Video-Bench only supports assessments of the following dimensions: 'aesthetic_quality', 'imaging_quality','temporal_consistency', 'motion_effects','color', 'object_class', 'scene', 'action', 'video-text consistency'
This evaluation mode assesses videos generated by various video generation models using the prompt suite defined in our HAbench_full.json. Video-Bench supports evaluating videos produced by our preselected seven generation models as well as any additional models specified by the user.

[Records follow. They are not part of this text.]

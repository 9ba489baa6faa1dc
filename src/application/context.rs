// ============================================================
// Layer 2 — Session Context
// ============================================================
// Everything a single `train` or `evaluate` run needs to know
// about where things live, computed once from the CLI flags:
//
//   input/cats.yaml              canonical taxonomy
//   input/<messy file>           messy titles (CSV)
//   input/test.yaml              evaluation samples
//   output/<category>/           training pairs + learned settings
//   logs/<category>/logs.log     session log file
//
// The context is passed explicitly to each use case; nothing
// reads paths from globals.
//
// Reference: Rust Book §5 (Using Structs to Structure Related Data)

use serde::{Deserialize, Serialize};
use std::path::PathBuf;

use crate::infra::artifact_store::ArtifactStore;

pub const TAXONOMY_FILE: &str = "cats.yaml";
pub const TEST_FILE:     &str = "test.yaml";
pub const LOG_FILE:      &str = "logs.log";

// ─── Path Configuration ──────────────────────────────────────────────────────
#[derive(Debug, Clone, Serialize, Deserialize)]
pub struct PathsConfig {
    /// Holds cats.yaml, test.yaml and the messy titles CSV
    pub input_dir:  PathBuf,
    /// Parent of every category's artifact directory
    pub output_dir: PathBuf,
    /// Parent of every category's log directory
    pub logs_dir:   PathBuf,
    /// Messy titles CSV, relative to `input_dir` unless absolute
    pub messy_file: PathBuf,
}

impl Default for PathsConfig {
    fn default() -> Self {
        Self {
            input_dir:  PathBuf::from("input"),
            output_dir: PathBuf::from("output"),
            logs_dir:   PathBuf::from("logs"),
            messy_file: PathBuf::from("messy.csv"),
        }
    }
}

// ─── SessionContext ──────────────────────────────────────────────────────────
#[derive(Debug, Clone)]
pub struct SessionContext {
    /// Taxonomy key this session works on
    pub category:      String,
    /// input/cats.yaml
    pub taxonomy_file: PathBuf,
    /// Messy titles CSV, already resolved against the input directory
    pub messy_file:    PathBuf,
    /// input/test.yaml
    pub test_file:     PathBuf,
    /// Artifact root; the store adds the category directory
    pub output_dir:    PathBuf,
    /// logs/<category>/
    pub log_dir:       PathBuf,
}

impl SessionContext {
    pub fn new(category: impl Into<String>, paths: &PathsConfig) -> Self {
        let category = category.into();
        Self {
            taxonomy_file: taxonomy_path(paths),
            messy_file:    paths.input_dir.join(&paths.messy_file),
            test_file:     paths.input_dir.join(TEST_FILE),
            output_dir:    paths.output_dir.clone(),
            log_dir:       paths.logs_dir.join(&category),
            category,
        }
    }

    pub fn log_file(&self) -> PathBuf {
        self.log_dir.join(LOG_FILE)
    }

    pub fn store(&self) -> ArtifactStore {
        ArtifactStore::new(&self.output_dir)
    }
}

/// Where the taxonomy lives, before a category has been chosen.
pub fn taxonomy_path(paths: &PathsConfig) -> PathBuf {
    paths.input_dir.join(TAXONOMY_FILE)
}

To evaluate videos, simply specify the models to be tested in the --models parameter. For example, if you want to evaluate videos under modelname1
and modelname2
, use the following commands with --models modelname1 modelname2
python evaluate.py \
--dimension $DIMENSION \
--videos_path ./data/ \
--config_path ./config.json \
--models modelname1 modelname2
or
HAbench \
--dimension $DIMENSION \
--videos_path ./data/ \
--config_path ./config.json \
--models modelname1 modelname2
This mode allows users to evaluate videos generated from prompts that are not included in the Video-Bench prompt suite.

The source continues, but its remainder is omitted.